* EXERCISE INSTRUCTIONS
If a line in the records below holds the word "FlightCycleCompleted", copy it.
*****
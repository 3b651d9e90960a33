//! Event logging for auditing and analysis.
//!
//! Every significant state change during a tick or a command is captured
//! as an [`Event`]. Events are logged in the order they occur and carry
//! the tick at which they happened.
//!
//! # Event Types
//!
//! - **Demand**: daily generation
//! - **Flight**: boarding, cycle completion, pause/resume
//! - **Ledger**: revenue posting, rejected expenses, adjustments
//! - **Gate**: purchase, booking, cancellation
//! - **Route**: creation, deletion, vehicle assignment
//! - **EOD**: end-of-day consolidation
//!
//! # Example
//!
//! ```rust
//! use airline_simulator_core_rs::models::Event;
//!
//! let event = Event::PassengersBoarded {
//!     tick: 10,
//!     route_id: "route_0001".to_string(),
//!     vehicle_id: "V1".to_string(),
//!     leg: "outbound".to_string(),
//!     passengers: 150,
//!     revenue: 30_000,
//! };
//!
//! assert_eq!(event.tick(), 10);
//! assert_eq!(event.route_id(), Some("route_0001"));
//! ```

use serde::{Deserialize, Serialize};

/// Simulation event capturing a state change.
#[derive(Debug, Clone, PartialEq, Serialize, Deserialize)]
#[serde(tag = "type")]
pub enum Event {
    /// Daily demand generated across all cities
    DemandGenerated {
        tick: usize,
        day: usize,
        units: u64,
        aggregates_touched: usize,
    },

    /// A pickup happened at a boarding edge
    PassengersBoarded {
        tick: usize,
        route_id: String,
        vehicle_id: String,
        leg: String,
        passengers: u32,
        revenue: i64,
    },

    /// A round trip finished and a new one began in the same tick
    FlightCycleCompleted {
        tick: usize,
        route_id: String,
        vehicle_id: String,
        passengers: u32,
        load_factor: f64,
        revenue: i64,
    },

    /// Flight frozen because its vehicle is unavailable
    FlightPaused {
        tick: usize,
        route_id: String,
        vehicle_id: String,
    },

    /// Frozen flight continues where it stopped
    FlightResumed {
        tick: usize,
        route_id: String,
        vehicle_id: String,
        paused_ticks: usize,
    },

    /// Consolidated same-day revenue posted for one route leg
    RevenuePosted {
        tick: usize,
        route_id: String,
        leg: String,
        amount: i64,
        description: String,
    },

    GatePurchased {
        tick: usize,
        location_id: String,
        gate_id: String,
        gate_type: String,
        cost: i64,
    },

    GateBooked {
        tick: usize,
        booking_id: String,
        route_id: String,
        vehicle_id: String,
        gate_id: String,
        slot_count: usize,
        cost: i64,
    },

    GateBookingCancelled {
        tick: usize,
        booking_id: String,
        route_id: String,
        slots_released: usize,
    },

    RouteCreated {
        tick: usize,
        route_id: String,
        origin_id: String,
        destination_id: String,
    },

    RouteDeleted {
        tick: usize,
        route_id: String,
    },

    VehicleAssigned {
        tick: usize,
        route_id: String,
        vehicle_id: String,
        daily_flights: u32,
    },

    VehicleRemoved {
        tick: usize,
        route_id: String,
        vehicle_id: String,
    },

    VehicleMaintenanceStarted {
        tick: usize,
        vehicle_id: String,
        until_tick: Option<usize>,
    },

    VehicleMaintenanceEnded {
        tick: usize,
        vehicle_id: String,
    },

    /// The ledger refused an expense
    TransactionRejected {
        tick: usize,
        category: String,
        amount: i64,
        balance: i64,
    },

    /// A scheduled scenario event fired
    ScenarioEventExecuted {
        tick: usize,
        event_type: String,
        details: serde_json::Value,
    },

    /// End-of-day consolidation ran
    EndOfDay {
        tick: usize,
        day: usize,
        revenue_posted: i64,
        aggregates_pruned: usize,
        waiting_passengers: u64,
    },
}

impl Event {
    /// Get the tick number when this event occurred
    pub fn tick(&self) -> usize {
        match self {
            Event::DemandGenerated { tick, .. }
            | Event::PassengersBoarded { tick, .. }
            | Event::FlightCycleCompleted { tick, .. }
            | Event::FlightPaused { tick, .. }
            | Event::FlightResumed { tick, .. }
            | Event::RevenuePosted { tick, .. }
            | Event::GatePurchased { tick, .. }
            | Event::GateBooked { tick, .. }
            | Event::GateBookingCancelled { tick, .. }
            | Event::RouteCreated { tick, .. }
            | Event::RouteDeleted { tick, .. }
            | Event::VehicleAssigned { tick, .. }
            | Event::VehicleRemoved { tick, .. }
            | Event::VehicleMaintenanceStarted { tick, .. }
            | Event::VehicleMaintenanceEnded { tick, .. }
            | Event::TransactionRejected { tick, .. }
            | Event::ScenarioEventExecuted { tick, .. }
            | Event::EndOfDay { tick, .. } => *tick,
        }
    }

    /// Get a short description of the event type
    pub fn event_type(&self) -> &'static str {
        match self {
            Event::DemandGenerated { .. } => "DemandGenerated",
            Event::PassengersBoarded { .. } => "PassengersBoarded",
            Event::FlightCycleCompleted { .. } => "FlightCycleCompleted",
            Event::FlightPaused { .. } => "FlightPaused",
            Event::FlightResumed { .. } => "FlightResumed",
            Event::RevenuePosted { .. } => "RevenuePosted",
            Event::GatePurchased { .. } => "GatePurchased",
            Event::GateBooked { .. } => "GateBooked",
            Event::GateBookingCancelled { .. } => "GateBookingCancelled",
            Event::RouteCreated { .. } => "RouteCreated",
            Event::RouteDeleted { .. } => "RouteDeleted",
            Event::VehicleAssigned { .. } => "VehicleAssigned",
            Event::VehicleRemoved { .. } => "VehicleRemoved",
            Event::VehicleMaintenanceStarted { .. } => "VehicleMaintenanceStarted",
            Event::VehicleMaintenanceEnded { .. } => "VehicleMaintenanceEnded",
            Event::TransactionRejected { .. } => "TransactionRejected",
            Event::ScenarioEventExecuted { .. } => "ScenarioEventExecuted",
            Event::EndOfDay { .. } => "EndOfDay",
        }
    }

    /// Get route ID if event relates to a specific route
    pub fn route_id(&self) -> Option<&str> {
        match self {
            Event::PassengersBoarded { route_id, .. }
            | Event::FlightCycleCompleted { route_id, .. }
            | Event::FlightPaused { route_id, .. }
            | Event::FlightResumed { route_id, .. }
            | Event::RevenuePosted { route_id, .. }
            | Event::GateBooked { route_id, .. }
            | Event::GateBookingCancelled { route_id, .. }
            | Event::RouteCreated { route_id, .. }
            | Event::RouteDeleted { route_id, .. }
            | Event::VehicleAssigned { route_id, .. }
            | Event::VehicleRemoved { route_id, .. } => Some(route_id),
            _ => None,
        }
    }

    /// Get vehicle ID if event relates to a specific vehicle
    pub fn vehicle_id(&self) -> Option<&str> {
        match self {
            Event::PassengersBoarded { vehicle_id, .. }
            | Event::FlightCycleCompleted { vehicle_id, .. }
            | Event::FlightPaused { vehicle_id, .. }
            | Event::FlightResumed { vehicle_id, .. }
            | Event::GateBooked { vehicle_id, .. }
            | Event::VehicleAssigned { vehicle_id, .. }
            | Event::VehicleRemoved { vehicle_id, .. }
            | Event::VehicleMaintenanceStarted { vehicle_id, .. }
            | Event::VehicleMaintenanceEnded { vehicle_id, .. } => Some(vehicle_id),
            _ => None,
        }
    }
}

/// Event log for storing and querying simulation events.
///
/// A thin wrapper around `Vec<Event>`. Long runs should drain it
/// periodically with [`EventLog::take`].
#[derive(Debug, Clone, Default)]
pub struct EventLog {
    events: Vec<Event>,
}

impl EventLog {
    pub fn new() -> Self {
        Self { events: Vec::new() }
    }

    pub fn log(&mut self, event: Event) {
        self.events.push(event);
    }

    pub fn len(&self) -> usize {
        self.events.len()
    }

    pub fn is_empty(&self) -> bool {
        self.events.is_empty()
    }

    pub fn events(&self) -> &[Event] {
        &self.events
    }

    pub fn events_at_tick(&self, tick: usize) -> Vec<&Event> {
        self.events.iter().filter(|e| e.tick() == tick).collect()
    }

    pub fn events_of_type(&self, event_type: &str) -> Vec<&Event> {
        self.events
            .iter()
            .filter(|e| e.event_type() == event_type)
            .collect()
    }

    pub fn events_for_route(&self, route_id: &str) -> Vec<&Event> {
        self.events
            .iter()
            .filter(|e| e.route_id() == Some(route_id))
            .collect()
    }

    pub fn events_for_vehicle(&self, vehicle_id: &str) -> Vec<&Event> {
        self.events
            .iter()
            .filter(|e| e.vehicle_id() == Some(vehicle_id))
            .collect()
    }

    /// Remove and return every logged event
    pub fn take(&mut self) -> Vec<Event> {
        std::mem::take(&mut self.events)
    }

    pub fn clear(&mut self) {
        self.events.clear();
    }
}
//! Passenger aggregate model
//!
//! Demand is stored as counts per (departure location → destination city)
//! pair, never as individual passengers, so memory is bounded by the
//! number of pairs rather than by simulated time.

use serde::{Deserialize, Serialize};

/// Map key for an od-pair, `departure->destination`
///
/// # Example
/// ```
/// use airline_simulator_core_rs::models::passenger::aggregate_key;
///
/// assert_eq!(aggregate_key("JFK", "LA"), "JFK->LA");
/// ```
pub fn aggregate_key(departure_id: &str, destination_city_id: &str) -> String {
    format!("{}->{}", departure_id, destination_city_id)
}

/// Waiting passengers for one od-pair
#[derive(Debug, Clone, PartialEq, Eq, Serialize, Deserialize)]
pub struct PassengerAggregate {
    pub departure_id: String,
    pub destination_city_id: String,

    /// Always > 0 while stored
    pub count: u32,

    /// Absolute day of the last generation or pickup
    pub last_updated_day: usize,
}

impl PassengerAggregate {
    pub fn key(&self) -> String {
        aggregate_key(&self.departure_id, &self.destination_city_id)
    }
}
*****
* ANSWER SPACE
    FlightCycleCompleted {
            | Event::FlightCycleCompleted { tick, .. }
            Event::FlightCycleCompleted { .. } => "FlightCycleCompleted",
            | Event::FlightCycleCompleted { route_id, .. }
            | Event::FlightCycleCompleted { vehicle_id, .. }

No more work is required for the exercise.